▶ _Exercise_: Top to bottom, give the entries again exactly as written.
|---|
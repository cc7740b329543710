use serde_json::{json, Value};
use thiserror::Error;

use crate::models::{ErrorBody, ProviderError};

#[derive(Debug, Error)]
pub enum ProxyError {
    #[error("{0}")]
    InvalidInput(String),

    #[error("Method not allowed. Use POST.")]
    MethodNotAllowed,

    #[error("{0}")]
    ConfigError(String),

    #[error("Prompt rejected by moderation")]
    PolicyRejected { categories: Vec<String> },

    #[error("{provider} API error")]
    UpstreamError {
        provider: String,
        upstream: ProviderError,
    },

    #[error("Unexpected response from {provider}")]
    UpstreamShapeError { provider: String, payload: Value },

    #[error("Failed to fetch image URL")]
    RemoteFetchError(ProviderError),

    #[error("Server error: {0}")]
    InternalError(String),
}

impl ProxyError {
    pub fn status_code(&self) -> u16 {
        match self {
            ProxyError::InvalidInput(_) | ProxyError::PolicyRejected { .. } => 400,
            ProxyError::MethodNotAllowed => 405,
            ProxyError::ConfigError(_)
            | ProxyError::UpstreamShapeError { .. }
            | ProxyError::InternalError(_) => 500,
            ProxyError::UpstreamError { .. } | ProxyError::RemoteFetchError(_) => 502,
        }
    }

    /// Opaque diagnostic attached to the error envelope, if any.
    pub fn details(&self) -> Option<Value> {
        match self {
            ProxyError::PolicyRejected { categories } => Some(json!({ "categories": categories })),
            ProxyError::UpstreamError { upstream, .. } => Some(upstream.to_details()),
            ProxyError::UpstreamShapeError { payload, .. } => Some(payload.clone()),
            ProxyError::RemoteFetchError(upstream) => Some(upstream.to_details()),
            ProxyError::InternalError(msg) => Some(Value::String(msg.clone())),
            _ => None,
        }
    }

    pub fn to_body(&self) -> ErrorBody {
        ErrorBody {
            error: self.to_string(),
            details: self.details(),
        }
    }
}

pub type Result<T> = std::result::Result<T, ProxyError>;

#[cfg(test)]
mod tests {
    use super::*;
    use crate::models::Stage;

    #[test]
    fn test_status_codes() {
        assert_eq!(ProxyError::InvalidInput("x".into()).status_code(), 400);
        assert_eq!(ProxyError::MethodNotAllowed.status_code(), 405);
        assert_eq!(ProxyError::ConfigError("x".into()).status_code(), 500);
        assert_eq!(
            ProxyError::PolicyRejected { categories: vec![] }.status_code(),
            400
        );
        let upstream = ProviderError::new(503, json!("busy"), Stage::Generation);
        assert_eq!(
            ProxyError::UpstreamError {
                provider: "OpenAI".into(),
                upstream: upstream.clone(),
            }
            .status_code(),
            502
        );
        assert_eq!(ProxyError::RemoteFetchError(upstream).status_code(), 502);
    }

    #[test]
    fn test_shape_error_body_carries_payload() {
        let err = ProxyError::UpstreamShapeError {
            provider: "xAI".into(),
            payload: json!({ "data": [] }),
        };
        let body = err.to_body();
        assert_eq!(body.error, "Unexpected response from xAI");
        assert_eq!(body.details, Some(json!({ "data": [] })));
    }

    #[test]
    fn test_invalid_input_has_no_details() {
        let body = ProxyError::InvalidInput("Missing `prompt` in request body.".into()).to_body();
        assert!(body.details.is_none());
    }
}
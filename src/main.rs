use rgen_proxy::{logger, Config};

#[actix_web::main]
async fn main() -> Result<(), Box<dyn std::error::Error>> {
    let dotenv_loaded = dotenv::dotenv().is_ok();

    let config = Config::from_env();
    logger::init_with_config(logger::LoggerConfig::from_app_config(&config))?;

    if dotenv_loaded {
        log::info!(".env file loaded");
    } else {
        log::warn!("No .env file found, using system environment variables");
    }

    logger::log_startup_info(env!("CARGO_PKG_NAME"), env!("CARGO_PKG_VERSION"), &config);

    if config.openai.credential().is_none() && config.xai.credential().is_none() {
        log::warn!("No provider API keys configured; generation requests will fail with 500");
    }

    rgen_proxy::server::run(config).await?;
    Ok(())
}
|---|
▶ _Written solution_:
repository cc7740b329543710
use serde_json::{json, Value};
use thiserror::Error;

use crate::models::{ErrorBody, ProviderError};

#[derive(Debug, Error)]
pub enum ProxyError {
    #[error("{0}")]
    InvalidInput(String),

    #[error("Method not allowed. Use POST.")]
    MethodNotAllowed,

    #[error("{0}")]
    ConfigError(String),

    #[error("Prompt rejected by moderation")]
    PolicyRejected { categories: Vec<String> },

    #[error("{provider} API error")]
    UpstreamError {
        provider: String,
        upstream: ProviderError,
    },

    #[error("Unexpected response from {provider}")]
    UpstreamShapeError { provider: String, payload: Value },

    #[error("Failed to fetch image URL")]
    RemoteFetchError(ProviderError),

    #[error("Server error: {0}")]
    InternalError(String),
}

impl ProxyError {
    pub fn status_code(&self) -> u16 {
        match self {
            ProxyError::InvalidInput(_) | ProxyError::PolicyRejected { .. } => 400,
            ProxyError::MethodNotAllowed => 405,
            ProxyError::ConfigError(_)
            | ProxyError::UpstreamShapeError { .. }
            | ProxyError::InternalError(_) => 500,
            ProxyError::UpstreamError { .. } | ProxyError::RemoteFetchError(_) => 502,
        }
    }

    /// Opaque diagnostic attached to the error envelope, if any.
    pub fn details(&self) -> Option<Value> {
        match self {
            ProxyError::PolicyRejected { categories } => Some(json!({ "categories": categories })),
            ProxyError::UpstreamError { upstream, .. } => Some(upstream.to_details()),
            ProxyError::UpstreamShapeError { payload, .. } => Some(payload.clone()),
            ProxyError::RemoteFetchError(upstream) => Some(upstream.to_details()),
            ProxyError::InternalError(msg) => Some(Value::String(msg.clone())),
            _ => None,
        }
    }

    pub fn to_body(&self) -> ErrorBody {
        ErrorBody {
            error: self.to_string(),
            details: self.details(),
        }
    }
}

pub type Result<T> = std::result::Result<T, ProxyError>;

#[cfg(test)]
mod tests {
    use super::*;
    use crate::models::Stage;

    #[test]
    fn test_status_codes() {
        assert_eq!(ProxyError::InvalidInput("x".into()).status_code(), 400);
        assert_eq!(ProxyError::MethodNotAllowed.status_code(), 405);
        assert_eq!(ProxyError::ConfigError("x".into()).status_code(), 500);
        assert_eq!(
            ProxyError::PolicyRejected { categories: vec![] }.status_code(),
            400
        );
        let upstream = ProviderError::new(503, json!("busy"), Stage::Generation);
        assert_eq!(
            ProxyError::UpstreamError {
                provider: "OpenAI".into(),
                upstream: upstream.clone(),
            }
            .status_code(),
            502
        );
        assert_eq!(ProxyError::RemoteFetchError(upstream).status_code(), 502);
    }

    #[test]
    fn test_shape_error_body_carries_payload() {
        let err = ProxyError::UpstreamShapeError {
            provider: "xAI".into(),
            payload: json!({ "data": [] }),
        };
        let body = err.to_body();
        assert_eq!(body.error, "Unexpected response from xAI");
        assert_eq!(body.details, Some(json!({ "data": [] })));
    }

    #[test]
    fn test_invalid_input_has_no_details() {
        let body = ProxyError::InvalidInput("Missing `prompt` in request body.".into()).to_body();
        assert!(body.details.is_none());
    }
}
filename src/main.rs
use rgen_proxy::{logger, Config};

#[actix_web::main]
async fn main() -> Result<(), Box<dyn std::error::Error>> {
    let dotenv_loaded = dotenv::dotenv().is_ok();

    let config = Config::from_env();
    logger::init_with_config(logger::LoggerConfig::from_app_config(&config))?;

    if dotenv_loaded {
        log::info!(".env file loaded");
    } else {
        log::warn!("No .env file found, using system environment variables");
    }

    logger::log_startup_info(env!("CARGO_PKG_NAME"), env!("CARGO_PKG_VERSION"), &config);

    if config.openai.credential().is_none() && config.xai.credential().is_none() {
        log::warn!("No provider API keys configured; generation requests will fail with 500");
    }

    rgen_proxy::server::run(config).await?;
    Ok(())
}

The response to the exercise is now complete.